Alternative energy technologies, like wind-based and solar-based energy generation systems, are receiving national and worldwide attention owing to the rising rate of consumption of fossil fuels. In particular, drivers for solar/wind renewable energy systems are the environmental benefits (reduction of carbon emissions due to the use of renewable energy sources and the efficient use of fossil fuels), reduced investment risk, fuel diversification and energy autonomy, increased energy efficiency (less line losses) as well as potential increase of power quality and reliability and in certain cases, potential grid expansion deferral due to the possibility of generation close to demand. However, achieving such major renewable energy production goals requires addressing key fundamental challenges in the operation and reliability of intermittent (variable output) renewable resources like solar- and wind-based energy systems. With respect to previous results on control of wind and solar systems, most of the efforts have focused on stand-alone wind or solar systems. Specifically, there is a significant body of literature dealing with control of wind energy generation systems, while several contributions have been made to the control of solar-based energy generation systems. However, there are few works that have focused on the control of stand-alone hybrid wind-solar energy generation systems.

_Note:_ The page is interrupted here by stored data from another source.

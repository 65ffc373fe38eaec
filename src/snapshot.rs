//! Process table snapshots.
//!
//! Polling monitors never read the process table themselves; the aggregator
//! fetches one snapshot per pass through a [`SnapshotProvider`].

use async_trait::async_trait;
use std::process::Stdio;
use thiserror::Error;
use tokio::process::Command;
use tracing::trace;

/// Errors fetching a process table snapshot.
#[derive(Error, Debug)]
pub enum SnapshotError {
    #[error("Failed to run {command}: {source}")]
    Spawn {
        command: &'static str,
        #[source]
        source: std::io::Error,
    },

    #[error("{command} exited with code {code:?}")]
    Failed {
        command: &'static str,
        code: Option<i32>,
    },
}

/// Command lines of the processes running at one instant.
#[derive(Debug, Clone, Default, PartialEq, Eq)]
pub struct ProcessSnapshot {
    lines: Vec<String>,
}

impl ProcessSnapshot {
    pub fn new(lines: Vec<String>) -> Self {
        Self { lines }
    }

    /// Build from raw `ps` output, dropping the header row and blank lines.
    pub fn from_ps_output(output: &str) -> Self {
        let lines = output
            .lines()
            .skip(1)
            .map(str::trim)
            .filter(|l| !l.is_empty())
            .map(String::from)
            .collect();
        Self { lines }
    }

    pub fn lines(&self) -> &[String] {
        &self.lines
    }

    pub fn len(&self) -> usize {
        self.lines.len()
    }

    pub fn is_empty(&self) -> bool {
        self.lines.is_empty()
    }
}

impl<S: Into<String>> FromIterator<S> for ProcessSnapshot {
    fn from_iter<I: IntoIterator<Item = S>>(iter: I) -> Self {
        Self {
            lines: iter.into_iter().map(Into::into).collect(),
        }
    }
}

/// Source of process table snapshots.
#[async_trait]
pub trait SnapshotProvider: Send + Sync {
    async fn snapshot(&self) -> Result<ProcessSnapshot, SnapshotError>;
}

/// Reads the process table with `ps -eo args`.
#[derive(Debug, Default, Clone, Copy)]
pub struct PsSnapshot;

const PS_COMMAND: &str = "ps";

#[async_trait]
impl SnapshotProvider for PsSnapshot {
    async fn snapshot(&self) -> Result<ProcessSnapshot, SnapshotError> {
        let output = Command::new(PS_COMMAND)
            .args(["-eo", "args"])
            .stdin(Stdio::null())
            .stdout(Stdio::piped())
            .stderr(Stdio::null())
            .output()
            .await
            .map_err(|source| SnapshotError::Spawn {
                command: PS_COMMAND,
                source,
            })?;

        if !output.status.success() {
            return Err(SnapshotError::Failed {
                command: PS_COMMAND,
                code: output.status.code(),
            });
        }

        let snapshot = ProcessSnapshot::from_ps_output(&String::from_utf8_lossy(&output.stdout));
        trace!("Process table snapshot: {} entries", snapshot.len());
        Ok(snapshot)
    }
}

In this work, we present model predictive control methods needed for the optimal management and operation of integrated wind/solar energy systems coupled with a battery bank and dealing with load variability. Specifically, the primary control objective is to manipulate the operating conditions of the wind subsystem and of the solar subsystem to generate enough energy to satisfy the load demand. The second control objective is to optimize the operating conditions to improve the closed-loop performance, to deal with control actuator and/or state constraints and to maximize the life of the battery bank. We design a supervisory predictive control system to achieve the aforementioned control objectives in the context of a representative wind/solar energy generation system. First, two local control systems are designed for the wind subsystem and the solar subsystem, respectively. The two local control systems manipulate duty cycles of DC/DC converters. Based on the two local control systems, a supervisory controller is designed, using model predictive control theory, to optimize the operating set points of the two local control systems to improve the closed-loop performance and to satisfy operating constraints. The proposed control scheme can also take other useful information, such as weather forecast for wind variability and future load changes, into account to optimize the operating conditions.